Darrin Ramshaw

Personal information
- Full name: Darrin Joseph Ramshaw
- Born: 29 November 1965 (age 60) Subiaco, Western Australia
- Batting: Right-handed
- Role: Batsman Occasional wicket-keeper

Domestic team information
- 1989/90: Western Australia
- 1990/91–1993/94: Victoria

Career statistics
| Competition | First-class | LA |
| Matches | 24 | 9 |
| Runs scored | 1,165 | 300 |
| Batting average | 27.73 | 33.33 |
| 100s/50s | 0/9 | 0/3 |
| Top score | 85 | 82 |
| Catches/stumpings | 33/0 | 1/0 |
- Source: CricketArchive, 15 January 2013

= Darrin Ramshaw =

Australian cricketer (born 1965)

Darrin Joseph Ramshaw (born 29 November 1965) is a former Australian cricketer who played at domestic level for Western Australia and Victoria during the late 1980s and early 1990s. The son of Graham Ramshaw, Ramshaw was a talented junior sportsman, playing Australian rules football for the Perth Football Club in the West Australian Football League (WAFL) and representing the Australian under-19 cricket team. He made his Sheffield Shield debut for Western Australia during the 1989–90 season, but moved to Victoria the following season, where he established himself as an opening batsman. Later moving to the middle order, in the absence of Dean Jones Ramshaw captained Victoria in several matches during the 1993–94 season, but that season was his last at state level. He later served as assistant coach of Tasmania and coach of Western Australia's under-19 team.

==Career==
The son of Graham Ramshaw, a leading Australian rules football player, Ramshaw grew up in Perth, Western Australia, and occasionally played matches for the Perth Football Club in the West Australian Football League (WAFL). A talented junior sportsman, he played cricket for Western Australia at under-16, under-19, and colts level, and toured the British Isles during the 1983 season with the Australian national under-19 cricket team, playing three Tests and two One Day Internationals (ODIs). On tour, Ramshaw led Australia's Test runs aggregates, with 111 runs from two innings, and finished third in the ODI aggregates. His form on tour led to his selection for Test and ODI series the following year against a Sri Lankan under-19 team, with the Australian under-19s including two future Australian captains—Mark Taylor and Steve Waugh.

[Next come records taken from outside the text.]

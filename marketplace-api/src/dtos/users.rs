use serde::Deserialize;
use validator::Validate;

use crate::models::{new_id, Role, User, VerificationStatus};

#[derive(Debug, Deserialize, Validate)]
pub struct CreateUserRequest {
    #[validate(email(message = "Invalid email format"))]
    pub email: String,

    #[validate(length(min = 1, max = 200, message = "Name must not be empty"))]
    pub name: Option<String>,

    #[serde(default)]
    pub role: Role,
}

impl CreateUserRequest {
    pub fn into_user(self) -> User {
        User {
            id: new_id(),
            email: self.email,
            name: self.name,
            role: self.role,
            verification_status: VerificationStatus::Unverified,
        }
    }
}
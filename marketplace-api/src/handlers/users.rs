use axum::{
    extract::{Path, State},
    http::StatusCode,
    Json,
};
use marketplace_core::error::AppError;
use serde_json::{json, Value};
use validator::Validate;

use crate::{
    dtos::CreateUserRequest,
    middleware::AuthUser,
    models::{Role, User, VerificationStatus},
    services::{DeleteOutcome, InsertOutcome, UpdateOutcome},
    AppState,
};

pub async fn create_user(
    State(state): State<AppState>,
    Json(req): Json<CreateUserRequest>,
) -> Result<(StatusCode, Json<InsertOutcome>), AppError> {
    req.validate()?;

    if req.role == Role::Admin {
        return Err(AppError::forbidden());
    }

    let user = req.into_user();
    let outcome = state.users.insert(&user).await?;

    tracing::info!(user_id = %user.id, role = user.role.as_str(), "User registered");
    Ok((StatusCode::CREATED, Json(outcome)))
}

/// `PUT /users/admin/:id`. Guarded by the admin layer.
pub async fn make_admin(
    State(state): State<AppState>,
    AuthUser(caller): AuthUser,
    Path(id): Path<String>,
) -> Result<Json<UpdateOutcome>, AppError> {
    let outcome = state.users.set_role(&id, Role::Admin).await?;

    tracing::info!(
        target_id = %id,
        granted_by = %caller.email,
        upserted = outcome.upserted_id.is_some(),
        "Admin role granted"
    );
    Ok(Json(outcome))
}

/// `PUT /users/verify/:id`. Guarded by the admin layer; unknown ids are a 404.
pub async fn verify_user(
    State(state): State<AppState>,
    Path(id): Path<String>,
) -> Result<Json<UpdateOutcome>, AppError> {
    let outcome = state
        .users
        .set_verification(&id, VerificationStatus::Verified)
        .await?;

    if outcome.matched_count == 0 {
        return Err(AppError::NotFound(anyhow::anyhow!("User {} not found", id)));
    }
    Ok(Json(outcome))
}

async fn has_role(state: &AppState, email: &str, role: Role) -> Result<bool, AppError> {
    Ok(state
        .users
        .find_by_email(email)
        .await?
        .is_some_and(|user| user.has_role(role)))
}

pub async fn is_admin(
    State(state): State<AppState>,
    Path(email): Path<String>,
) -> Result<Json<Value>, AppError> {
    let answer = has_role(&state, &email, Role::Admin).await?;
    Ok(Json(json!({ "isAdmin": answer })))
}

pub async fn is_seller(
    State(state): State<AppState>,
    Path(email): Path<String>,
) -> Result<Json<Value>, AppError> {
    let answer = has_role(&state, &email, Role::Seller).await?;
    Ok(Json(json!({ "isSeller": answer })))
}

pub async fn is_buyer(
    State(state): State<AppState>,
    Path(email): Path<String>,
) -> Result<Json<Value>, AppError> {
    let answer = has_role(&state, &email, Role::Buyer).await?;
    Ok(Json(json!({ "isBuyer": answer })))
}

pub async fn list_admins(State(state): State<AppState>) -> Result<Json<Vec<User>>, AppError> {
    Ok(Json(state.users.list_by_role(Role::Admin).await?))
}

pub async fn list_sellers(State(state): State<AppState>) -> Result<Json<Vec<User>>, AppError> {
    Ok(Json(state.users.list_by_role(Role::Seller).await?))
}

pub async fn list_buyers(State(state): State<AppState>) -> Result<Json<Vec<User>>, AppError> {
    Ok(Json(state.users.list_by_role(Role::Buyer).await?))
}

/// Serves both `/admin/delete/:id` and `/users/delete/:id`.
pub async fn delete_user(
    State(state): State<AppState>,
    AuthUser(caller): AuthUser,
    Path(id): Path<String>,
) -> Result<Json<DeleteOutcome>, AppError> {
    let outcome = state.users.delete(&id).await?;
    tracing::info!(
        target_id = %id,
        deleted_by = %caller.email,
        deleted = outcome.deleted_count,
        "User deleted"
    );
    Ok(Json(outcome))
}
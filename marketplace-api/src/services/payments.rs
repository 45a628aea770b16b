//! Checkout flow: gateway intent, then payment record plus booking settlement.

use std::sync::Arc;

use crate::models::{new_id, Payment};
use crate::services::error::MarketplaceError;
use crate::services::store::{BookingStore, InsertOutcome, PaymentLedger, StoreError};
use crate::services::stripe::{GatewayError, PaymentGateway};

/// What the client reports after completing a charge out-of-band.
#[derive(Debug, Clone)]
pub struct PaymentReport {
    pub booking_id: String,
    pub email: String,
    pub amount: f64,
    pub transaction_id: String,
}

#[derive(Debug, Clone, PartialEq)]
pub struct CreatedIntent {
    pub intent_id: String,
    pub client_secret: String,
}

/// Outcome of a reconciliation sweep.
#[derive(Debug, Default, Clone, PartialEq, serde::Serialize)]
#[serde(rename_all = "camelCase")]
pub struct ReconcileReport {
    pub examined: usize,
    pub settled: usize,
    pub failed: usize,
}

/// Convert a major-unit price to the gateway's minor units.
pub fn to_minor_units(price: f64) -> Result<i64, MarketplaceError> {
    if !price.is_finite() || price <= 0.0 {
        return Err(MarketplaceError::BadRequest(format!(
            "Price must be a positive amount, got {}",
            price
        )));
    }

    let minor = (price * 100.0).round();
    if minor < 1.0 || minor > i64::MAX as f64 {
        return Err(MarketplaceError::BadRequest(format!(
            "Price {} is out of range",
            price
        )));
    }
    Ok(minor as i64)
}

#[derive(Clone)]
pub struct PaymentOrchestrator {
    bookings: Arc<dyn BookingStore>,
    ledger: Arc<dyn PaymentLedger>,
    gateway: Arc<dyn PaymentGateway>,
    default_currency: String,
    verify_charges: bool,
}

impl PaymentOrchestrator {
    pub fn new(
        bookings: Arc<dyn BookingStore>,
        ledger: Arc<dyn PaymentLedger>,
        gateway: Arc<dyn PaymentGateway>,
        default_currency: impl Into<String>,
        verify_charges: bool,
    ) -> Self {
        Self {
            bookings,
            ledger,
            gateway,
            default_currency: default_currency.into(),
            verify_charges,
        }
    }

    /// Ask the gateway for a card-payable intent and hand back its client secret.
    ///
    /// With a `booking_id` the booking must exist and be unpaid; it records the
    /// intent id once the gateway has accepted. A gateway failure persists nothing.
    pub async fn create_intent(
        &self,
        price: f64,
        currency: Option<&str>,
        booking_id: Option<&str>,
    ) -> Result<CreatedIntent, MarketplaceError> {
        let amount = to_minor_units(price)?;
        let currency = currency
            .map(str::to_lowercase)
            .unwrap_or_else(|| self.default_currency.clone());

        if let Some(booking_id) = booking_id {
            let booking = self
                .bookings
                .find_by_id(booking_id)
                .await?
                .ok_or_else(|| MarketplaceError::NotFound(format!("Booking {} not found", booking_id)))?;
            if booking.paid {
                return Err(MarketplaceError::Conflict(format!(
                    "Booking {} is already paid",
                    booking_id
                )));
            }
        }

        let intent = match self.gateway.create_intent(amount, &currency).await {
            Ok(intent) => intent,
            Err(e) => {
                metrics::counter!("payment_intents_total", "status" => "failed").increment(1);
                tracing::error!(amount, currency = %currency, error = %e, "Payment intent creation failed");
                return Err(e.into());
            }
        };
        metrics::counter!("payment_intents_total", "status" => "created").increment(1);

        let client_secret = intent.client_secret.clone().ok_or_else(|| {
            MarketplaceError::PaymentGateway(GatewayError::Rejected {
                code: "missing_client_secret".to_string(),
                message: format!("Intent {} has no client secret", intent.id),
            })
        })?;

        if let Some(booking_id) = booking_id {
            let outcome = self.bookings.record_intent(booking_id, &intent.id).await?;
            if outcome.matched_count == 0 {
                tracing::warn!(
                    booking_id = %booking_id,
                    intent_id = %intent.id,
                    "Booking changed before the intent could be recorded"
                );
            }
        }

        tracing::info!(intent_id = %intent.id, amount, currency = %currency, "Payment intent issued");
        Ok(CreatedIntent {
            intent_id: intent.id,
            client_secret,
        })
    }

    /// Record a reported charge and mark its booking paid.
    pub async fn confirm_payment(
        &self,
        report: PaymentReport,
    ) -> Result<InsertOutcome, MarketplaceError> {
        let booking = self
            .bookings
            .find_by_id(&report.booking_id)
            .await?
            .ok_or_else(|| {
                MarketplaceError::NotFound(format!("Booking {} not found", report.booking_id))
            })?;
        if booking.paid {
            return Err(MarketplaceError::Conflict(format!(
                "Booking {} is already paid",
                report.booking_id
            )));
        }

        if let Some(recorded) = self.ledger.payment_for_booking(&report.booking_id).await? {
            return self.resume_settlement(recorded, &report.transaction_id).await;
        }

        if self.verify_charges {
            self.verify_charge(&report).await?;
        }

        let payment = Payment {
            id: new_id(),
            booking_id: report.booking_id,
            email: report.email,
            amount: report.amount,
            transaction_id: report.transaction_id,
        };

        if let Some(outcome) = self.ledger.settle_atomically(&payment).await? {
            metrics::counter!("payments_confirmed_total", "mode" => "transaction").increment(1);
            tracing::info!(
                payment_id = %payment.id,
                booking_id = %payment.booking_id,
                "Payment settled in one transaction"
            );
            return Ok(outcome);
        }

        let outcome = self.ledger.insert_payment(&payment).await?;
        self.settle_booking(&payment).await?;

        metrics::counter!("payments_confirmed_total", "mode" => "sequential").increment(1);
        tracing::info!(
            payment_id = %payment.id,
            booking_id = %payment.booking_id,
            "Payment recorded and booking settled"
        );
        Ok(outcome)
    }

    /// A payment is already on file for an unpaid booking: a retry after a
    /// failed settlement. Only the same charge may finish it.
    async fn resume_settlement(
        &self,
        recorded: Payment,
        transaction_id: &str,
    ) -> Result<InsertOutcome, MarketplaceError> {
        if recorded.transaction_id != transaction_id {
            return Err(MarketplaceError::Conflict(format!(
                "Booking {} already has payment {} for another charge",
                recorded.booking_id, recorded.id
            )));
        }

        self.settle_booking(&recorded).await?;

        metrics::counter!("payments_confirmed_total", "mode" => "resumed").increment(1);
        tracing::info!(
            payment_id = %recorded.id,
            booking_id = %recorded.booking_id,
            "Settlement resumed for recorded payment"
        );
        Ok(InsertOutcome::new(recorded.id))
    }

    async fn settle_booking(&self, payment: &Payment) -> Result<(), MarketplaceError> {
        let settled = self
            .ledger
            .mark_booking_paid(&payment.booking_id, &payment.transaction_id)
            .await
            .and_then(|update| {
                if update.matched_count == 0 {
                    Err(StoreError::Backend(anyhow::anyhow!(
                        "booking {} no longer exists",
                        payment.booking_id
                    )))
                } else {
                    Ok(update)
                }
            });

        if let Err(source) = settled {
            metrics::counter!("payments_confirmed_total", "mode" => "unsettled").increment(1);
            return Err(MarketplaceError::ConsistencyGap {
                payment_id: payment.id.clone(),
                booking_id: payment.booking_id.clone(),
                source,
            });
        }
        Ok(())
    }

    async fn verify_charge(&self, report: &PaymentReport) -> Result<(), MarketplaceError> {
        let intent = self.gateway.retrieve_intent(&report.transaction_id).await?;
        let expected = to_minor_units(report.amount)?;

        if !intent.is_succeeded() {
            return Err(MarketplaceError::BadRequest(format!(
                "Charge {} has not succeeded (status {})",
                intent.id, intent.status
            )));
        }
        if intent.amount != expected {
            return Err(MarketplaceError::BadRequest(format!(
                "Charge {} is for {} minor units, reported {}",
                intent.id, intent.amount, expected
            )));
        }
        Ok(())
    }

    /// Replay booking settlement for every payment whose booking is not marked paid.
    pub async fn reconcile(&self) -> Result<ReconcileReport, MarketplaceError> {
        let pending = self.ledger.unsettled_payments().await?;
        let mut report = ReconcileReport {
            examined: pending.len(),
            ..ReconcileReport::default()
        };

        for payment in pending {
            match self
                .ledger
                .mark_booking_paid(&payment.booking_id, &payment.transaction_id)
                .await
            {
                Ok(update) if update.matched_count > 0 => report.settled += 1,
                Ok(_) => {
                    tracing::warn!(
                        payment_id = %payment.id,
                        booking_id = %payment.booking_id,
                        "Payment references a missing booking"
                    );
                    report.failed += 1;
                }
                Err(e) => {
                    tracing::error!(
                        payment_id = %payment.id,
                        booking_id = %payment.booking_id,
                        error = %e,
                        "Booking settlement replay failed"
                    );
                    report.failed += 1;
                }
            }
        }

        if report.examined > 0 {
            tracing::info!(
                examined = report.examined,
                settled = report.settled,
                failed = report.failed,
                "Payment reconciliation finished"
            );
        }
        Ok(report)
    }

    pub async fn payments_for(&self, email: &str) -> Result<Vec<Payment>, MarketplaceError> {
        Ok(self.ledger.payments_for_email(email).await?)
    }
}
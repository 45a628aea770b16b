use axum::{extract::Request, http::header, middleware::Next, response::Response};

/// JSON API responses are never framed, sniffed or rendered as documents.
pub async fn security_headers_middleware(req: Request, next: Next) -> Response {
    let mut response = next.run(req).await;
    let headers = response.headers_mut();

    headers.insert(
        header::X_CONTENT_TYPE_OPTIONS,
        header::HeaderValue::from_static("nosniff"),
    );
    headers.insert(
        header::X_FRAME_OPTIONS,
        header::HeaderValue::from_static("DENY"),
    );
    headers.insert(
        header::CONTENT_SECURITY_POLICY,
        header::HeaderValue::from_static("default-src 'none'; frame-ancestors 'none'"),
    );
    headers.insert(
        header::REFERRER_POLICY,
        header::HeaderValue::from_static("no-referrer"),
    );

    response
}
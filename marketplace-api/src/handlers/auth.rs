use axum::{
    extract::{Query, State},
    http::StatusCode,
    Json,
};
use marketplace_core::error::AppError;

use crate::{
    dtos::{JwtQuery, TokenResponse},
    AppState,
};

/// `GET /jwt?email=` issues a token to registered emails and a bare 403 to everyone else.
pub async fn issue_token(
    State(state): State<AppState>,
    Query(query): Query<JwtQuery>,
) -> Result<(StatusCode, Json<TokenResponse>), AppError> {
    let token = state
        .tokens
        .issue_for_registered(state.users.as_ref(), &query.email)
        .await?;

    Ok(match token {
        Some(access_token) => (StatusCode::OK, Json(TokenResponse { access_token })),
        None => (StatusCode::FORBIDDEN, Json(TokenResponse::denied())),
    })
}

Ramshaw debuted at state level during the 1989–90 season, playing his first first-class in that season's Sheffield Shield, against South Australia at the WACA Ground. Scoring eleven runs on debut in a match where Geoff Marsh scored a triple century (355 not out), later in the season he played two further Shield matches and two limited-overs matches against the touring Sri Lankan national team. With Western Australia's batting line-up at the time including internationals Mike Veletta, Geoff Marsh, Graeme Wood, and Tom Moody, as well as experienced state players Wayne Andrews and Mark McPhee, Ramshaw moved to Victoria the following season to further his career. He spent most of the 1990–91 season playing second XI matches, but was promoted to the Sheffield Shield team for two matches late in the season. Ramshaw was subsequently included in the squad for its 1991 tour of England, playing in two matches against Essex County Cricket Club.

Now usually playing as an opening batsman, and often partnering with Wayne Phillips, Ramshaw was a regular selection in Victoria's team during the 1991–92 Sheffield Shield, playing seven matches for 371 runs at an average of 33.72. This included four half-centuries, although he was never able to progress past 60 runs in a single innings. During the season, Ramshaw also played two matches in the one-day Federated Automobile Insurance Cup, serving as wicket-keeper in the match against New South Wales in the absence of regular keeper Darren Berry. He did not play at all the following season, but returned for the 1993–94 season, which was to be his last at state level. Displaced from his previous role as an opener, Ramshaw played as a middle-order batsman, scoring 502 runs at an average of 29.52 from nine matches. This again included four half-centuries, with his highest first-class score an innings of 85 runs against New South Wales. Late in the season, when regular captain Dean Jones was on international duty, Ramshaw served as captain of Victoria for three Shield matches and two one-day matches. After the conclusion of his playing career, he served as assistant coach of Tasmania for a period in the early 2000s, as well as co-coach of Western Australia's under-19 team during the 2003–04 season, with Doug Harris.